= Beginning of Section =

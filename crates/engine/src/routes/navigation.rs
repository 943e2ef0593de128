//! Navigation API routes.
//!
//! REST endpoints for menu entries and the bulk category-label operations
//! (rename, reassign-and-remove).

use axum::extract::{Path, State};
use axum::http::StatusCode;
use axum::response::Json;
use axum::routing::{delete, get, post, put};
use axum::Router;
use serde::{Deserialize, Serialize};
use uuid::Uuid;

use crate::error::PublishResult;
use crate::models::NavigationItem;
use crate::services::navigation::{self, NavigationInput};
use crate::state::AppState;

/// Create the navigation router.
pub fn router() -> Router<AppState> {
    Router::new()
        .route("/api/navigation", get(list_items))
        .route("/api/navigation", post(create_item))
        .route("/api/navigation/{id}", put(update_item))
        .route("/api/navigation/{id}", delete(delete_item))
        .route("/api/navigation/categories", get(list_categories))
        .route("/api/navigation/categories/rename", post(rename_category))
        .route("/api/navigation/categories/remove", post(remove_category))
}

#[derive(Deserialize)]
struct RenameCategoryRequest {
    old: String,
    new: String,
}

#[derive(Deserialize)]
struct RemoveCategoryRequest {
    old: String,
    replacement: String,
}

#[derive(Serialize)]
struct RewriteResponse {
    rows_updated: u64,
}

async fn list_items(State(state): State<AppState>) -> PublishResult<Json<Vec<NavigationItem>>> {
    Ok(Json(NavigationItem::list(state.pool()).await?))
}

async fn create_item(
    State(state): State<AppState>,
    Json(input): Json<NavigationInput>,
) -> PublishResult<(StatusCode, Json<NavigationItem>)> {
    let item = navigation::upsert(state.pool(), None, input).await?;
    Ok((StatusCode::CREATED, Json(item)))
}

async fn update_item(
    State(state): State<AppState>,
    Path(id): Path<Uuid>,
    Json(input): Json<NavigationInput>,
) -> PublishResult<Json<NavigationItem>> {
    let item = navigation::upsert(state.pool(), Some(id), input).await?;
    Ok(Json(item))
}

async fn delete_item(
    State(state): State<AppState>,
    Path(id): Path<Uuid>,
) -> PublishResult<StatusCode> {
    navigation::delete(state.pool(), id).await?;
    Ok(StatusCode::NO_CONTENT)
}

async fn list_categories(State(state): State<AppState>) -> PublishResult<Json<Vec<String>>> {
    Ok(Json(NavigationItem::categories(state.pool()).await?))
}

async fn rename_category(
    State(state): State<AppState>,
    Json(request): Json<RenameCategoryRequest>,
) -> PublishResult<Json<RewriteResponse>> {
    let rows_updated =
        navigation::rename_category(state.pool(), &request.old, &request.new).await?;
    Ok(Json(RewriteResponse { rows_updated }))
}

async fn remove_category(
    State(state): State<AppState>,
    Json(request): Json<RemoveCategoryRequest>,
) -> PublishResult<Json<RewriteResponse>> {
    let rows_updated =
        navigation::reassign_and_remove_category(state.pool(), &request.old, &request.replacement)
            .await?;
    Ok(Json(RewriteResponse { rows_updated }))
}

= End of Section =

• **Instructions to follow**
Copy out each line of the material in which the word "NavigationItem" turns up.

• **Response for this exercise**
use crate::models::NavigationItem;
async fn list_items(State(state): State<AppState>) -> PublishResult<Json<Vec<NavigationItem>>> {
    Ok(Json(NavigationItem::list(state.pool()).await?))
) -> PublishResult<(StatusCode, Json<NavigationItem>)> {
) -> PublishResult<Json<NavigationItem>> {
    Ok(Json(NavigationItem::categories(state.pool()).await?))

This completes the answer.